> **Problem statement**: Set the entries below down again, please. Match them exactly.

> **Extracted data**:
++++++++++

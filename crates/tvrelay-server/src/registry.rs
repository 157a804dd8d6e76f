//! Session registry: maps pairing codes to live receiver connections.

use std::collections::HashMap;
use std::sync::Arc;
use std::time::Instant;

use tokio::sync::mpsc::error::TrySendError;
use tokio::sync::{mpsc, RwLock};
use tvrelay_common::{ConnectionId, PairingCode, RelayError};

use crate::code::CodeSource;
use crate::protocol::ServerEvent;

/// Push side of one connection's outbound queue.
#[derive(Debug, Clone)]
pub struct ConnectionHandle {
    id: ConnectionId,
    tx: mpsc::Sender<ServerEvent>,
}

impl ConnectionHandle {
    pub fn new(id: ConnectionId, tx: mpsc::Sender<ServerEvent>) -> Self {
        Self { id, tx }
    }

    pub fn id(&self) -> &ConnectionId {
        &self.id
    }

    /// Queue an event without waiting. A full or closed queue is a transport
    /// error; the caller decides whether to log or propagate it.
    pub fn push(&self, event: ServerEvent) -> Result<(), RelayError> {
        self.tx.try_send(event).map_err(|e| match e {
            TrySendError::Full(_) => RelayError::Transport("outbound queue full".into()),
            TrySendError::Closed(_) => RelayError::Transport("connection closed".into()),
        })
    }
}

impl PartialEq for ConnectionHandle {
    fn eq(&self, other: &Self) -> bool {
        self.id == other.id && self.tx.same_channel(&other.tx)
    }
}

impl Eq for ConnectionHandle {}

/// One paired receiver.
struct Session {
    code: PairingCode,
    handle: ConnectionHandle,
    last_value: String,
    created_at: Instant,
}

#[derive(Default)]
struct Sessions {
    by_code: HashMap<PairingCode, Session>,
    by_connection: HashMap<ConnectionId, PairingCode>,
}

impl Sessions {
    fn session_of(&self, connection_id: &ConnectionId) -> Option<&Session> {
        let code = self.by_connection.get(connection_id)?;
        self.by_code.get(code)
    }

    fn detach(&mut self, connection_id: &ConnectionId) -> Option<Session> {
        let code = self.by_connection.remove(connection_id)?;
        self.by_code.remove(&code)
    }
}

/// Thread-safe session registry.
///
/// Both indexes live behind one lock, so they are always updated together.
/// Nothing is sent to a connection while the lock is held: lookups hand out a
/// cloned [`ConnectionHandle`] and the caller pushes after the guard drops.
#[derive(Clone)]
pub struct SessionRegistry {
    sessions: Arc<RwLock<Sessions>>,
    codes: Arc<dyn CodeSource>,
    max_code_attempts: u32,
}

++++++++++

> **Exercise solution**:
filename crates/tvrelay-server/src/registry.rs
repository 157a804dd8d6e76f
//! Session registry: maps pairing codes to live receiver connections.

use std::collections::HashMap;
use std::sync::Arc;
use std::time::Instant;

use tokio::sync::mpsc::error::TrySendError;
use tokio::sync::{mpsc, RwLock};
use tvrelay_common::{ConnectionId, PairingCode, RelayError};

use crate::code::CodeSource;
use crate::protocol::ServerEvent;

/// Push side of one connection's outbound queue.
#[derive(Debug, Clone)]
pub struct ConnectionHandle {
    id: ConnectionId,
    tx: mpsc::Sender<ServerEvent>,
}

impl ConnectionHandle {
    pub fn new(id: ConnectionId, tx: mpsc::Sender<ServerEvent>) -> Self {
        Self { id, tx }
    }

    pub fn id(&self) -> &ConnectionId {
        &self.id
    }

    /// Queue an event without waiting. A full or closed queue is a transport
    /// error; the caller decides whether to log or propagate it.
    pub fn push(&self, event: ServerEvent) -> Result<(), RelayError> {
        self.tx.try_send(event).map_err(|e| match e {
            TrySendError::Full(_) => RelayError::Transport("outbound queue full".into()),
            TrySendError::Closed(_) => RelayError::Transport("connection closed".into()),
        })
    }
}

impl PartialEq for ConnectionHandle {
    fn eq(&self, other: &Self) -> bool {
        self.id == other.id && self.tx.same_channel(&other.tx)
    }
}

impl Eq for ConnectionHandle {}

/// One paired receiver.
struct Session {
    code: PairingCode,
    handle: ConnectionHandle,
    last_value: String,
    created_at: Instant,
}

#[derive(Default)]
struct Sessions {
    by_code: HashMap<PairingCode, Session>,
    by_connection: HashMap<ConnectionId, PairingCode>,
}

impl Sessions {
    fn session_of(&self, connection_id: &ConnectionId) -> Option<&Session> {
        let code = self.by_connection.get(connection_id)?;
        self.by_code.get(code)
    }

    fn detach(&mut self, connection_id: &ConnectionId) -> Option<Session> {
        let code = self.by_connection.remove(connection_id)?;
        self.by_code.remove(&code)
    }
}

/// Thread-safe session registry.
///
/// Both indexes live behind one lock, so they are always updated together.
/// Nothing is sent to a connection while the lock is held: lookups hand out a
/// cloned [`ConnectionHandle`] and the caller pushes after the guard drops.
#[derive(Clone)]
pub struct SessionRegistry {
    sessions: Arc<RwLock<Sessions>>,
    codes: Arc<dyn CodeSource>,
    max_code_attempts: u32,
}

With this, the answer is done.